Bad Omen for Markets From First Signs of Yield Curve Inversion…

By Anthony B. Sanders

Q1 Auto Registrations YoY Down To -12.2%, Lowest Non-Recession Reading Since 1989

There are troubling signs in the US economy, not the least of which is the lowest YoY growth in US automobile registrations (non-recession) since 1989.


Another troubling sign is the possible yield curve inversion.

(Bloomberg) The forward curve of a closely watched proxy for the Federal Reserve’s policy rate has slightly inverted, signaling investors are either pricing in a mistake from central bankers or end-of-cycle dynamics, according to JPMorgan Chase & Co.

The inversion of the one-month U.S. overnight indexed swap rate implies some expectation of a lower Fed policy rate after the first quarter of 2020, the bank’s strategists including Nikolaos Panigirtzoglou, wrote in a note Friday.

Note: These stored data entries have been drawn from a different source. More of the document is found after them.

// zia_dlp_notification_templates

use async_trait::async_trait;
use tracing::info;
use zia_api::models::DlpNotificationTemplate;

use crate::activation::trigger_activation;
use crate::error::ProviderError;
use crate::provider::Meta;
use crate::resource::{Resource, read_created, read_or_remove};
use crate::resource_data::ResourceData;
use crate::schema::{Attribute, Schema};

const TYPE_NAME: &str = "zia_dlp_notification_templates";

pub struct DlpNotificationTemplatesResource;

fn expand(d: &ResourceData) -> DlpNotificationTemplate {
    DlpNotificationTemplate {
        name: d.get_string("name"),
        subject: d.get_string("subject"),
        attach_content: d.get_bool("attach_content"),
        tls_enabled: d.get_bool("tls_enabled"),
        plain_text_message: d.get_string("plain_text_message"),
        html_message: d.get_string("html_message"),
        ..DlpNotificationTemplate::default()
    }
}

fn flatten(d: &mut ResourceData, template: &DlpNotificationTemplate) -> Result<(), ProviderError> {
    d.set("template_id", template.id)?;
    d.set("name", template.name.as_str())?;
    d.set("subject", template.subject.as_str())?;
    d.set("attach_content", template.attach_content)?;
    d.set("tls_enabled", template.tls_enabled)?;
    d.set("plain_text_message", template.plain_text_message.as_str())?;
    d.set("html_message", template.html_message.as_str())?;
    Ok(())
}

#[async_trait]
impl Resource for DlpNotificationTemplatesResource {
    fn type_name(&self) -> &'static str {
        TYPE_NAME
    }

    fn schema(&self) -> Schema {
        Schema::new()
            .attr("template_id", Attribute::int().computed())
            .attr("name", Attribute::string().required())
            .attr(
                "subject",
                Attribute::string()
                    .optional()
                    .description("Subject line of the notification email"),
            )
            .attr(
                "attach_content",
                Attribute::boolean()
                    .optional()
                    .default(true)
                    .description("Attach the offending content to the email"),
            )
            .attr("tls_enabled", Attribute::boolean().optional().default(true))
            .attr("plain_text_message", Attribute::string().optional())
            .attr("html_message", Attribute::string().optional())
    }

    async fn create(&self, d: &mut ResourceData, meta: &Meta) -> Result<(), ProviderError> {
        let template = meta
            .client
            .create_dlp_notification_template(&expand(d))
            .await?;
        info!(resource = TYPE_NAME, id = template.id, "created");
        d.set_id(template.id.to_string());
        trigger_activation(meta).await?;
        read_created(self, d, meta).await
    }

    async fn read(&self, d: &mut ResourceData, meta: &Meta) -> Result<(), ProviderError> {
        let id = d.numeric_id()?;
        let result = meta.client.get_dlp_notification_template(id).await;
        let Some(template) = read_or_remove(d, TYPE_NAME, result)? else {
            return Ok(());
        };
        d.set_id(template.id.to_string());
        flatten(d, &template)
    }

    async fn update(&self, d: &mut ResourceData, meta: &Meta) -> Result<(), ProviderError> {
        let id = d.numeric_id()?;
        let result = meta
            .client
            .update_dlp_notification_template(id, &expand(d))
            .await;
        if read_or_remove(d, TYPE_NAME, result)?.is_none() {
            return Ok(());
        }
        info!(resource = TYPE_NAME, id, "updated");
        trigger_activation(meta).await?;
        self.read(d, meta).await
    }

    async fn delete(&self, d: &mut ResourceData, meta: &Meta) -> Result<(), ProviderError> {
        let id = d.numeric_id()?;
        meta.client.delete_dlp_notification_template(id).await?;
        info!(resource = TYPE_NAME, id, "deleted");
        d.clear_id();
        trigger_activation(meta).await
    }

    async fn lookup_id(&self, name: &str, meta: &Meta) -> Result<String, ProviderError> {
        let template = meta.client.get_dlp_notification_template_by_name(name).await?;
        Ok(template.id.to_string())
    }
}

#[cfg(test)]
#[allow(clippy::unwrap_used)]
mod tests {
    use pretty_assertions::assert_eq;
    use serde_json::{Map, json};

    use super::*;

    #[test]
    fn expand_then_flatten_round_trips() {
        let schema = DlpNotificationTemplatesResource.schema();
        let config = json!({
            "name": "incident-mail",
            "subject": "DLP violation ${TRANSACTION_ID}",
            "tls_enabled": false,
            "plain_text_message": "A policy was violated."
        });
        let d = ResourceData::from_config(schema.clone(), config.as_object().cloned().unwrap())
            .unwrap();
        let mut template = expand(&d);
        assert!(template.attach_content, "attach_content defaults to true");
        assert!(!template.tls_enabled);

        template.id = 4;
        let mut out = ResourceData::from_state(schema, "4", Map::new());
        flatten(&mut out, &template).unwrap();
        assert_eq!(out.get_int("template_id"), 4);
        assert_eq!(out.get_string("subject"), "DLP violation ${TRANSACTION_ID}");
        assert!(out.get_bool("attach_content"));
        assert!(!out.get_bool("tls_enabled"));
        assert_eq!(out.get_string("plain_text_message"), "A policy was violated.");
    }
}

“An inversion at the front end of the U.S. curve is a significant market development, not least because it occurs rather rarely,” they said. “It is also generally perceived as a bad omen for risky markets.”


The negative market signal comes as investors grapple with higher short term borrowing costs, which have risen in the U.S. to levels unseen since the financial crisis. liborfed1

While the strategists admit it is difficult to discern which of the two explanations for the curve inversion carries more weight, flow data suggests it is more likely to be rising expectations of a Fed policy mistake.

A Fed policy mistake? Like keeping rates too low for too long?


And unwinding their balance sheet at a glacial pace? As Federal government Public Debt has risen from $7.78 TRILLION in Q1 2005 to over $21 Trillion today?


This is truly a fiscal inferno.  And it can be traced back as far as the eye can see as Congress sees no end to spending (and borrowing). And The Federal Reserve acting as their primary enabler.

Isn’t it amazing that the bigger government and the amount it borrows gets, the worse income inequality gets?